- YOUR ASSIGNMENT
For the string "origin", search the entries below and copy every line where it appears.

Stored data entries
──────
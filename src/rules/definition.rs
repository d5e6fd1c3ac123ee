//! Rule definitions
//!
//! Rules are declared in a YAML file as a sequence of mappings:
//!
//! ```yaml
//! - name: no-public
//!   action: forbid
//!   resource: visibility.private
//!   type: bool
//!
//! - name: has-license
//!   action: require
//!   resource: license
//!   exclude:
//!     - "org/legacy-*"
//! ```
//!
//! `action`, `resource` and `type` are closed enums: unknown values are rejected
//! while parsing. Rule-set level checks (unique names, type compatibility, valid
//! patterns) happen when the rule set is compiled by the engine.

use serde::{Deserialize, Serialize};
use std::fmt;
use std::fs;
use std::path::Path;

use crate::error::{ConfigError, RepoAuditError};

/// What a rule does with the resolved resource value
#[derive(Debug, Clone, Copy, PartialEq, Eq, Hash, Serialize, Deserialize)]
#[serde(rename_all = "kebab-case")]
pub enum Action {
    /// Succeeds when the `match` pattern matches the value
    Match,
    /// Succeeds when the `match` pattern does not match the value
    ExcludeMatch,
    /// Succeeds when the value is present (true, non-blank, non-empty, non-zero)
    Require,
    /// Succeeds when the value is absent (false, blank, empty, zero)
    Forbid,
}

impl Action {
    pub fn as_str(&self) -> &'static str {
        match self {
            Self::Match => "match",
            Self::ExcludeMatch => "exclude-match",
            Self::Require => "require",
            Self::Forbid => "forbid",
        }
    }

    /// Whether the action tests the `match` pattern
    pub fn uses_pattern(&self) -> bool {
        matches!(self, Self::Match | Self::ExcludeMatch)
    }
}

impl fmt::Display for Action {
    fn fmt(&self, f: &mut fmt::Formatter<'_>) -> fmt::Result {
        f.write_str(self.as_str())
    }
}

/// Shape of a resource value
#[derive(Debug, Clone, Copy, PartialEq, Eq, Hash, Serialize, Deserialize)]
#[serde(rename_all = "lowercase")]
pub enum ValueType {
    String,
    #[serde(alias = "boolean")]
    Bool,
    #[serde(alias = "list-of-string", alias = "strings")]
    List,
    #[serde(alias = "numeric", alias = "int")]
    Number,
}

impl ValueType {
    pub fn as_str(&self) -> &'static str {
        match self {
            Self::String => "string",
            Self::Bool => "bool",
            Self::List => "list",
            Self::Number => "number",
        }
    }
}

impl fmt::Display for ValueType {
    fn fmt(&self, f: &mut fmt::Formatter<'_>) -> fmt::Result {
        f.write_str(self.as_str())
    }
}

/// Repository attribute inspected by a rule
#[derive(Debug, Clone, Copy, PartialEq, Eq, Hash, Serialize, Deserialize)]
pub enum Resource {
    #[serde(rename = "full_name", alias = "name.full")]
    FullName,
    #[serde(rename = "name")]
    Name,
    #[serde(rename = "description")]
    Description,
    #[serde(rename = "homepage")]
    Homepage,
    #[serde(rename = "language")]
    Language,
    #[serde(rename = "license")]
    License,
    #[serde(rename = "default_branch")]
    DefaultBranch,
    #[serde(rename = "topics")]
    Topics,
    #[serde(rename = "visibility.private", alias = "private")]
    Private,
    #[serde(rename = "visibility.archived", alias = "archived")]
    Archived,
    #[serde(rename = "visibility.disabled", alias = "disabled")]
    Disabled,
    #[serde(rename = "visibility.fork", alias = "fork")]
    Fork,
    #[serde(rename = "stargazers", alias = "stars")]
    Stargazers,
    #[serde(rename = "forks")]
    Forks,
    #[serde(rename = "watchers")]
    Watchers,
    #[serde(rename = "open_issues")]
    OpenIssues,
}

impl Resource {
    /// Canonical resource name as written in rule files
    pub fn as_str(&self) -> &'static str {
        match self {
            Self::FullName => "full_name",
            Self::Name => "name",
            Self::Description => "description",
            Self::Homepage => "homepage",
            Self::Language => "language",
            Self::License => "license",
            Self::DefaultBranch => "default_branch",
            Self::Topics => "topics",
            Self::Private => "visibility.private",
            Self::Archived => "visibility.archived",
            Self::Disabled => "visibility.disabled",
            Self::Fork => "visibility.fork",
            Self::Stargazers => "stargazers",
            Self::Forks => "forks",
            Self::Watchers => "watchers",
            Self::OpenIssues => "open_issues",
        }
    }

    /// The declared shape of this resource
    pub fn value_type(&self) -> ValueType {
        match self {
            Self::FullName
            | Self::Name
            | Self::Description
            | Self::Homepage
            | Self::Language
            | Self::License
            | Self::DefaultBranch => ValueType::String,
            Self::Topics => ValueType::List,
            Self::Private | Self::Archived | Self::Disabled | Self::Fork => ValueType::Bool,
            Self::Stargazers | Self::Forks | Self::Watchers | Self::OpenIssues => {
                ValueType::Number
            }
        }
    }
}

impl fmt::Display for Resource {
    fn fmt(&self, f: &mut fmt::Formatter<'_>) -> fmt::Result {
        f.write_str(self.as_str())
    }
}

/// A rule as written in the rule file
#[derive(Debug, Clone, PartialEq, Eq, Serialize, Deserialize)]
#[serde(deny_unknown_fields)]
pub struct RuleDefinition {
    /// Unique rule name, used as the key in results and statistics
    pub name: String,

    pub action: Action,

    pub resource: Resource,

    /// Glob pattern for `match` and `exclude-match`
    #[serde(default, rename = "match", skip_serializing_if = "Option::is_none")]
    pub pattern: Option<String>,

    /// Glob patterns exempting a repository from the rule
    #[serde(default, skip_serializing_if = "Vec::is_empty")]
    pub exclude: Vec<String>,

    /// Declared value shape; defaults to the resource's shape
    #[serde(default, rename = "type", skip_serializing_if = "Option::is_none")]
    pub value_type: Option<ValueType>,
}

impl RuleDefinition {
    /// Create a definition with no pattern, exclusions or declared type
    pub fn new(name: impl Into<String>, action: Action, resource: Resource) -> Self {
        Self {
            name: name.into(),
            action,
            resource,
            pattern: None,
            exclude: Vec::new(),
            value_type: None,
        }
    }

    /// Set the `match` pattern
    pub fn with_match(mut self, pattern: impl Into<String>) -> Self {
        self.pattern = Some(pattern.into());
        self
    }

    /// Add an exclude pattern
    pub fn with_exclude(mut self, pattern: impl Into<String>) -> Self {
        self.exclude.push(pattern.into());
        self
    }

    /// Declare the value type explicitly
    pub fn with_type(mut self, value_type: ValueType) -> Self {
        self.value_type = Some(value_type);
        self
    }
}

/// Parse rule definitions from YAML text
pub fn parse_rules(content: &str, origin: &str) -> Result<Vec<RuleDefinition>, RepoAuditError> {
    // An empty document is an empty rule set
    if content.trim().is_empty() {
        return Ok(Vec::new());
    }

    serde_yaml::from_str(content).map_err(|e| {
        RepoAuditError::Config(ConfigError::Yaml {
            path: origin.to_string(),
            source: e,
        })
    })
}

/// Load rule definitions from a YAML file
pub fn load_rules(path: &Path) -> Result<Vec<RuleDefinition>, RepoAuditError> {
    let content = fs::read_to_string(path).map_err(|e| {
        RepoAuditError::Config(ConfigError::FileRead {
            path: path.display().to_string(),
            source: e,
        })
    })?;

    let rules = parse_rules(&content, &path.display().to_string())?;
    tracing::debug!(path = %path.display(), count = rules.len(), "Loaded rule definitions");
    Ok(rules)
}

#[cfg(test)]
mod tests {
    use super::*;

    #[test]
    fn test_parse_rules_yaml() {
        let yaml = r#"
- name: no-public
  action: forbid
  resource: visibility.private
  type: bool

- name: has-license
  action: require
  resource: license
  type: string
  exclude:
    - "org/legacy-*"

- name: described
  action: match
  resource: description
  match: "?*"
"#;
        let rules = parse_rules(yaml, "rules.yml").unwrap();

        assert_eq!(rules.len(), 3);
        assert_eq!(rules[0].action, Action::Forbid);
        assert_eq!(rules[0].resource, Resource::Private);
        assert_eq!(rules[0].value_type, Some(ValueType::Bool));
        assert_eq!(rules[1].exclude, vec!["org/legacy-*".to_string()]);
        assert_eq!(rules[2].pattern.as_deref(), Some("?*"));
        assert_eq!(rules[2].value_type, None);
    }

    #[test]
    fn test_resource_aliases() {
        let yaml = r#"
- { name: a, action: forbid, resource: private }
- { name: b, action: require, resource: stars }
- { name: c, action: require, resource: topics, type: list-of-string }
"#;
        let rules = parse_rules(yaml, "rules.yml").unwrap();
        assert_eq!(rules[0].resource, Resource::Private);
        assert_eq!(rules[1].resource, Resource::Stargazers);
        assert_eq!(rules[2].value_type, Some(ValueType::List));
    }

    #[test]
    fn test_unknown_action_is_rejected() {
        let yaml = "- { name: a, action: ensure, resource: license }";
        let err = parse_rules(yaml, "rules.yml").unwrap_err();
        assert!(err.to_string().contains("rules.yml"));
    }

    #[test]
    fn test_unknown_resource_is_rejected() {
        let yaml = "- { name: a, action: require, resource: owner.email }";
        assert!(parse_rules(yaml, "rules.yml").is_err());
    }

    #[test]
    fn test_unknown_field_is_rejected() {
        let yaml = "- { name: a, action: require, resource: license, severity: high }";
        assert!(parse_rules(yaml, "rules.yml").is_err());
    }

    #[test]
    fn test_empty_document_is_empty_rule_set() {
        assert!(parse_rules("", "rules.yml").unwrap().is_empty());
        assert!(parse_rules("[]", "rules.yml").unwrap().is_empty());
    }

    #[test]
    fn test_resource_value_types() {
        assert_eq!(Resource::License.value_type(), ValueType::String);
        assert_eq!(Resource::Topics.value_type(), ValueType::List);
        assert_eq!(Resource::Archived.value_type(), ValueType::Bool);
        assert_eq!(Resource::OpenIssues.value_type(), ValueType::Number);
    }

    #[test]
    fn test_serialize_uses_file_names() {
        let rule = RuleDefinition::new("desc", Action::Match, Resource::Description)
            .with_match("*tool*")
            .with_type(ValueType::String);
        let yaml = serde_yaml::to_string(&rule).unwrap();

        assert!(yaml.contains("match: '*tool*'") || yaml.contains("match: \"*tool*\""));
        assert!(yaml.contains("type: string"));
        assert!(!yaml.contains("exclude"));
    }
}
──────
- ANSWER BELOW
pub fn parse_rules(content: &str, origin: &str) -> Result<Vec<RuleDefinition>, RepoAuditError> {
            path: origin.to_string(),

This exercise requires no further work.